* What you have to do
Only one stretch of the data below is wanted: the lines from the one with "pub type SearchResult<T>" through the one with "if tokens.is_empty() ||", repeated exactly.

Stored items
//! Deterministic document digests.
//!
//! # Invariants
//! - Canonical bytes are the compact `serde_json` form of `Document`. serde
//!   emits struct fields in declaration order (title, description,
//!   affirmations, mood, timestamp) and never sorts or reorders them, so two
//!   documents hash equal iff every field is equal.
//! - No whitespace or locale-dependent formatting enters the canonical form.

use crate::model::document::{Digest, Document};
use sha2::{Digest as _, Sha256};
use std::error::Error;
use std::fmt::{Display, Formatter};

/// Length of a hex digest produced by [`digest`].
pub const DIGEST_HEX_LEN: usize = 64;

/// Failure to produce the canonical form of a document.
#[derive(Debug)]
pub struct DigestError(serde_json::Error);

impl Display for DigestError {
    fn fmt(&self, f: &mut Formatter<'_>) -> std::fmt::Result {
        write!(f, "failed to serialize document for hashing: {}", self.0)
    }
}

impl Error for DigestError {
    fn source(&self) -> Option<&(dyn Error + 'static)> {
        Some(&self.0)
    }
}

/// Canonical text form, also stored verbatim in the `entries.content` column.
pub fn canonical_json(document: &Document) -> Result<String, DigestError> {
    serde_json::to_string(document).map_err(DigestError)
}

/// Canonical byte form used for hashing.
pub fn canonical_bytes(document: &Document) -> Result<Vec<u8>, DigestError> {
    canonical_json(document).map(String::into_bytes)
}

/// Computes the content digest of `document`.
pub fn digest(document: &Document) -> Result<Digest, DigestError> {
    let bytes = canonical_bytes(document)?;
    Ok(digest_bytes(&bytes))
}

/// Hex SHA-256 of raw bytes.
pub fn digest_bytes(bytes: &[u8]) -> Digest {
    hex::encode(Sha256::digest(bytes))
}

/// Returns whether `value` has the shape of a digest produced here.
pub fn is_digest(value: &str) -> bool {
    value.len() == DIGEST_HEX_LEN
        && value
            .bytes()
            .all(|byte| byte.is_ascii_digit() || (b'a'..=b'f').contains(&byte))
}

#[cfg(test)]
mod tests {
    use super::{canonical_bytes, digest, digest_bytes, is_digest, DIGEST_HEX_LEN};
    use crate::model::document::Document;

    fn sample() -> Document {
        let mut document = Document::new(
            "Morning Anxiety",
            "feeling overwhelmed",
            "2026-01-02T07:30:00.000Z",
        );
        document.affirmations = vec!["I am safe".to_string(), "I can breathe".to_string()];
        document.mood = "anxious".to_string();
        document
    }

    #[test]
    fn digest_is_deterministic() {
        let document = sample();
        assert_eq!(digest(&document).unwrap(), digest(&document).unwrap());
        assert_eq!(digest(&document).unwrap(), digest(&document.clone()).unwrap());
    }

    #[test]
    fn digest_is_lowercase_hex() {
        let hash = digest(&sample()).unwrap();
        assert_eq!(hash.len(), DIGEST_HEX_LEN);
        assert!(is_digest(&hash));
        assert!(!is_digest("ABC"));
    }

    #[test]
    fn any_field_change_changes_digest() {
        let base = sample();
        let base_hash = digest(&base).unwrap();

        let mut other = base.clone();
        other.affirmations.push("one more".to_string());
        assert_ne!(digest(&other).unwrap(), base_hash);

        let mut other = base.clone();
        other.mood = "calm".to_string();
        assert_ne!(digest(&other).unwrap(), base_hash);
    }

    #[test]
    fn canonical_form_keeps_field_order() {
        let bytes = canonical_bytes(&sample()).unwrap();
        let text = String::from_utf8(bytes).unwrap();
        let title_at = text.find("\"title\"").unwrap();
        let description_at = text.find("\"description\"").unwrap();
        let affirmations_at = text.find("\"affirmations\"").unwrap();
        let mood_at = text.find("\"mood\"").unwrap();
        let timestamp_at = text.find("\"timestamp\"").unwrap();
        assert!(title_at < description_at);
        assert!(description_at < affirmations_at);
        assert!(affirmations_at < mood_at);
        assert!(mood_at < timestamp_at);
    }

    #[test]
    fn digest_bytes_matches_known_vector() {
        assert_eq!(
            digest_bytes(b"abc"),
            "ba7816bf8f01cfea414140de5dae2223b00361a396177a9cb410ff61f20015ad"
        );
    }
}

---

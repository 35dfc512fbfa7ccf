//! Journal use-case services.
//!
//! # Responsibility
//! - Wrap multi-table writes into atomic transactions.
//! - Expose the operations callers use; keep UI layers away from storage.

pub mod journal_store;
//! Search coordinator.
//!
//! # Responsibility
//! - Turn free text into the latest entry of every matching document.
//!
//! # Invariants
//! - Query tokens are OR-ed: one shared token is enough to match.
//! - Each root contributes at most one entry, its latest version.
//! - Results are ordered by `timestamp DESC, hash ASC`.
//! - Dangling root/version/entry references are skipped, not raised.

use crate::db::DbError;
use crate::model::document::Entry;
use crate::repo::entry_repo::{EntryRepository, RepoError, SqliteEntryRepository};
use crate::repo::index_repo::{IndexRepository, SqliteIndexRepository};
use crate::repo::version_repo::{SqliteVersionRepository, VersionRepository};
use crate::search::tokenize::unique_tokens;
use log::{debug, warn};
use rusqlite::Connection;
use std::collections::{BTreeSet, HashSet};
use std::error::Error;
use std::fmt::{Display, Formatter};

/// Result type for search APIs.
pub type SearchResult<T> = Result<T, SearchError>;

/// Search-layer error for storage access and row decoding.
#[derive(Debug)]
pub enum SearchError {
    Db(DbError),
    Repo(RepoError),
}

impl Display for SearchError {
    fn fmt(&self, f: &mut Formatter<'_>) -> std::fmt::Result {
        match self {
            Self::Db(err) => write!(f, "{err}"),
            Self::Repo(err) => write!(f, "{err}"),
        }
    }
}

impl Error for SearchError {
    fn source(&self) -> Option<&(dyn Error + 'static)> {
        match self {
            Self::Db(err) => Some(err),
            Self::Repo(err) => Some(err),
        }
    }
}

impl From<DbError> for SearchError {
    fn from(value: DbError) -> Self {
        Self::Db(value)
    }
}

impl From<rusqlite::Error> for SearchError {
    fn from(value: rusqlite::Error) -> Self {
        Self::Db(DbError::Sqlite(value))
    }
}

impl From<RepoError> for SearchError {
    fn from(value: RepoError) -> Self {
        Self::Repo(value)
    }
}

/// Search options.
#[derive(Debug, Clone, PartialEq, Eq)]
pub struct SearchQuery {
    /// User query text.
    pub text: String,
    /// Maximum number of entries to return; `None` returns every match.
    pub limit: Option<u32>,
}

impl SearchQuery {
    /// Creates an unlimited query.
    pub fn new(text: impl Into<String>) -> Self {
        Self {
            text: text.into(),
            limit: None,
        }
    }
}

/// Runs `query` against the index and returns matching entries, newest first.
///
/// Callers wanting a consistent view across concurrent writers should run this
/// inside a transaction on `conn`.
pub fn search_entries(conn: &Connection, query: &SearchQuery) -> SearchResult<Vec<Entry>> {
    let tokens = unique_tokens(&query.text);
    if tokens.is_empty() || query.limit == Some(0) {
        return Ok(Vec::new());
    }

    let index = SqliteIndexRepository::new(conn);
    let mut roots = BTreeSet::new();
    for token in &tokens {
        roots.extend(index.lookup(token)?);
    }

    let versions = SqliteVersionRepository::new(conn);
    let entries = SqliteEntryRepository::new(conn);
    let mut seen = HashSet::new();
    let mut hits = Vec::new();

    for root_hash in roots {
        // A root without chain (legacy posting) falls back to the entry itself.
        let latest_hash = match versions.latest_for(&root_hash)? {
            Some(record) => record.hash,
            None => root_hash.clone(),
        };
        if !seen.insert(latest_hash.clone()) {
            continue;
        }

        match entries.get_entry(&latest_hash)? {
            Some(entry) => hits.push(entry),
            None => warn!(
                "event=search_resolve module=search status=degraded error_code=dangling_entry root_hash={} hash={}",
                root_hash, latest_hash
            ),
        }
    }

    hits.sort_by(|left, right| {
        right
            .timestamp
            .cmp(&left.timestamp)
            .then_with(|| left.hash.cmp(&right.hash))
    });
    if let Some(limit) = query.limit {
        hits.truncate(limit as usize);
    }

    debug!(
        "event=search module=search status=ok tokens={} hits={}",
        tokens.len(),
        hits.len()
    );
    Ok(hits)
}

* * *

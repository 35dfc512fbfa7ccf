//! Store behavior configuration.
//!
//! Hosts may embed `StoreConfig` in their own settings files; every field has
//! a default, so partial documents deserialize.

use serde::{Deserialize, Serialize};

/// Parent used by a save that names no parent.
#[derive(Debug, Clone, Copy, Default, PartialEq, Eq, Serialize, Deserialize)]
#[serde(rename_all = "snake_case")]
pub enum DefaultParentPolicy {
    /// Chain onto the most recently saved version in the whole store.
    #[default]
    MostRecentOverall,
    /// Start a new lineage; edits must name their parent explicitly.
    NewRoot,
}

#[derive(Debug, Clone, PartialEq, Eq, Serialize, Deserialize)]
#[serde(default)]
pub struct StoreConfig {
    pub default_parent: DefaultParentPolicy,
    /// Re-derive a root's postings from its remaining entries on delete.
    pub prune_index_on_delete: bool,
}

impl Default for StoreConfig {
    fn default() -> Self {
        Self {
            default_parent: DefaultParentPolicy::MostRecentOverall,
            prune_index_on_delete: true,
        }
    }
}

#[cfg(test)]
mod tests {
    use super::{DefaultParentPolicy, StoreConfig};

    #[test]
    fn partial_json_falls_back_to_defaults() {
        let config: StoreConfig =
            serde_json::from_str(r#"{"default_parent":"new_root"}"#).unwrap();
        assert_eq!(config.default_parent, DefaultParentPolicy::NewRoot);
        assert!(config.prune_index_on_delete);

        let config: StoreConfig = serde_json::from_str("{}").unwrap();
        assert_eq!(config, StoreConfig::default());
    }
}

* Written response
pub type SearchResult<T> = Result<T, SearchError>;

/// Search-layer error for storage access and row decoding.
#[derive(Debug)]
pub enum SearchError {
    Db(DbError),
    Repo(RepoError),
}

impl Display for SearchError {
    fn fmt(&self, f: &mut Formatter<'_>) -> std::fmt::Result {
        match self {
            Self::Db(err) => write!(f, "{err}"),
            Self::Repo(err) => write!(f, "{err}"),
        }
    }
}

impl Error for SearchError {
    fn source(&self) -> Option<&(dyn Error + 'static)> {
        match self {
            Self::Db(err) => Some(err),
            Self::Repo(err) => Some(err),
        }
    }
}

impl From<DbError> for SearchError {
    fn from(value: DbError) -> Self {
        Self::Db(value)
    }
}

impl From<rusqlite::Error> for SearchError {
    fn from(value: rusqlite::Error) -> Self {
        Self::Db(DbError::Sqlite(value))
    }
}

impl From<RepoError> for SearchError {
    fn from(value: RepoError) -> Self {
        Self::Repo(value)
    }
}

/// Search options.
#[derive(Debug, Clone, PartialEq, Eq)]
pub struct SearchQuery {
    /// User query text.
    pub text: String,
    /// Maximum number of entries to return; `None` returns every match.
    pub limit: Option<u32>,
}

impl SearchQuery {
    /// Creates an unlimited query.
    pub fn new(text: impl Into<String>) -> Self {
        Self {
            text: text.into(),
            limit: None,
        }
    }
}

/// Runs `query` against the index and returns matching entries, newest first.
///
/// Callers wanting a consistent view across concurrent writers should run this
/// inside a transaction on `conn`.
pub fn search_entries(conn: &Connection, query: &SearchQuery) -> SearchResult<Vec<Entry>> {
    let tokens = unique_tokens(&query.text);
    if tokens.is_empty() || query.limit == Some(0) {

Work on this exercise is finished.